Less Sex, More Success: Have We Figured Out The Secret To Empowering Pleasure?
More single people are having less sex... but could that be a good thing?
There’s a preconceived notion that single people have all the fun. They go out constantly, they schedule three dates a week, and of course, they’re having lots of sex. And while that may be true for some (get it girl, live your truth), for others, the amount of casual sex they’re having might have actually dropped considerably.
According to a study from Rutgers University, young people aged between 18 and 23 are having significantly less casual sex compared to previous generations. Where 38% of young people engaged in casual sex in 2007, only 24% did so 10 years later in 2017. Another article even went so far as to suggest that the US was experiencing a “sex recession,” as more and more millennials were abstaining well into their 20s.

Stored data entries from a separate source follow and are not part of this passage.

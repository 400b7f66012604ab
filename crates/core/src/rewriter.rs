//! Document rewriter: new prolog + internal subset, original body verbatim.
//!
//! Output layout:
//!
//! ```text
//! <?xml version="1.0" encoding="UTF-8"?>
//! <!DOCTYPE root PUBLIC "public id" "system path" [
//! \t<!ENTITY ...>
//! ]>
//! ...original body, byte for byte...
//! ```

use crate::classifier::is_element_start;
use crate::declaration::DeclarationSet;
use crate::profile::DoctypeTemplate;

pub const XML_DECLARATION: &str = r#"<?xml version="1.0" encoding="UTF-8"?>"#;

/// Closes the internal subset (and the DOCTYPE).
pub const SUBSET_CLOSE: &str = "]>";

const BYTE_ORDER_MARK: &str = "\u{feff}";

#[derive(Debug, Clone, Copy)]
pub struct Rewriter<'p> {
    doctype: &'p DoctypeTemplate,
}

impl<'p> Rewriter<'p> {
    pub fn new(doctype: &'p DoctypeTemplate) -> Self {
        Self { doctype }
    }

    /// Everything the rewrite puts in front of the body, `]>` line included.
    pub fn header(&self, root_element: &str, declarations: &DeclarationSet) -> String {
        let mut out = String::with_capacity(256 + declarations.len() * 128);
        out.push_str(XML_DECLARATION);
        out.push('\n');
        out.push_str(&format!(
            "<!DOCTYPE {} PUBLIC \"{}\" \"{}\" [\n",
            root_element, self.doctype.public_id, self.doctype.system_path
        ));
        for declaration in declarations {
            out.push_str(declaration.as_str());
            out.push('\n');
        }
        out.push_str(SUBSET_CLOSE);
        out.push('\n');
        out
    }

    pub fn rewrite(&self, original: &str, root_element: &str, declarations: &DeclarationSet) -> String {
        let body = body_after_prolog(original);
        let mut out = self.header(root_element, declarations);
        out.push_str(body);
        out
    }
}

/// The part of `original` that survives a rewrite.
///
/// The old internal subset ends at the first `]>` line of the prolog (the
/// lines before the first element start tag). Everything up to and
/// including that line is dropped. A `]]>` in the body is never mistaken
/// for it.
///
/// Without such a line, only a leading XML declaration and a subset-less
/// DOCTYPE (which may span several lines) are dropped, since the new
/// header replaces both.
pub fn body_after_prolog(original: &str) -> &str {
    let text = original.strip_prefix(BYTE_ORDER_MARK).unwrap_or(original);

    let mut offset = 0;
    for line in text.split_inclusive('\n') {
        if is_element_start(line) {
            break;
        }
        offset += line.len();
        if line.contains(SUBSET_CLOSE) {
            return &text[offset..];
        }
    }

    let mut offset = 0;
    let mut in_doctype = false;
    for line in text.split_inclusive('\n') {
        if is_element_start(line) {
            break;
        }
        let trimmed = line.trim();
        if in_doctype {
            in_doctype = !trimmed.contains('>');
        } else if trimmed.starts_with("<!DOCTYPE") && !trimmed.contains('[') {
            in_doctype = !trimmed.ends_with('>');
        } else if !is_xml_declaration(trimmed) {
            break;
        }
        offset += line.len();
    }
    &text[offset..]
}

fn is_xml_declaration(trimmed: &str) -> bool {
    trimmed.starts_with("<?xml ") || trimmed.starts_with("<?xml?")
}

Here in Ireland there are fewer hard stats to consider, though anecdotal evidence from fellow single people in the Year of our Lord 2023 would suggest that many of us are having less sex than we did in our younger years… and seemingly a whole lot less than the generations before us.
So what are the reasons behind this drop? Is it as simple as people just… not being horny anymore? Unsurprisingly, no. Everything from mental health to the cost of living crisis to alcohol consumption is having an impact on young people’s sex lives. But it’s not all bleak. As it turns out, increased education could actually be allowing us to have better sex than ever before. Awareness around consent, pornography, and female pleasure seems to be encouraging young people to have the kind of sex they actually want to have – and not settling for anything less.
“The housing crisis is an obvious block for young people trying to be intimate,” says sex educator and host of Glow West podcast Dr Caroline West, “but young people are also benefiting from increased access to sex education. Worldwide research shows that when young people have access to comprehensive sex education, they actually delay the start of their sexual debut, have fewer partners, and have a better understanding of consent and contraception. They feel more empowered to have the kind of sex they want, on their terms and with who they want, and sometimes that means no sex or less unwanted sex.”
It’s this increased awareness that led 22-year-old Saachi to reducing the amount of sex she was having. Last year, she was in the midst of what she describes as a “pretty intense hook-up phase”. She says: “The act made me feel desired, and gave me a sort of dopamine high, so I started hooking up with people as much as I could, putting myself in risky situations with people I’d never met, in places I’d never been to. This phase slowly came to a close when I realised I wasn’t actually enjoying the sex at all, just the validation that came with it.”
Over time, Saachi felt empowered to remove unwanted sex from her life. It meant that she was having less of it, but that she was checking in with herself, and considering her own needs anytime she did. “A lot of my friends have had similar trajectories when it comes to casual sex, which I think is super cool,” she says. “I love that people (especially women) aren’t settling for how they are treated during sex, and demanding respect.”
Talking about it
For the first time this year, secondary school students in Ireland will learn about the impact of pornography, LGBTQ+ relationships, and the importance of consent in sexual relationships. An updated sex education curriculum is long-overdue, and many are hopeful that it will lead to a cultural shift in how Ireland’s young people approach sex, and talk about it too.
29-year-old Cara* says that she and her friends speak about sex frequently, even though they’ve been having a lot less of it in recent years. Growing up hasn’t led to fewer dates, she says, but it has led to less sex. “The difference is massive. When I was younger I slept with people all the time. Not because I necessarily wanted to, but because I thought that’s what you did when you were single.” Following her latest breakup, Cara noticed a shift in her own attitude towards sex – and that she was more than okay with having less of it.
“I wouldn’t call it an age thing, but an experience thing. I know what I want from potential romantic partners and what I don‘t want. I’m able to stop at the end of a date and think ‘do I want to go home with this person, or do I want to go home alone?’ My friends and I chat regularly about consent and pleasure and all of these things. That wasn’t so ingrained in our conversations a few years ago.”
These days, it’s common to be single in your late 20s and 30s. It’s not strange or shunned or shameful. As more people decide what they do and don’t want in relationships, they’re also deciding what they do and don’t want in the bedroom. And they’re not afraid to talk about it either. Where once we were terrified to admit that we weren’t getting any (hello first year of college), these days there’s less shame around sex in general. And in turn, there’s less shame around not having it.
Dr Caroline says that although honest communication around the amount of sex you’re having can be difficult, it’s the key to a healthy attitude towards intimacy… whether you’re in a relationship or not. “We all have different sex drives and ideas about what kind of sex works for us, so it’s important to talk about this,” she says. “Our partners aren’t mind readers, and empathetic conversations about what kind of pleasure we want means that we can have the kind of intimacy that nourishes us. Sex should be mutually satisfying, and communication and consent are the keys to having good sex – however we define that!”
*Some names have been changed.
This article first appeared in the October 2023 issue of STELLAR magazine.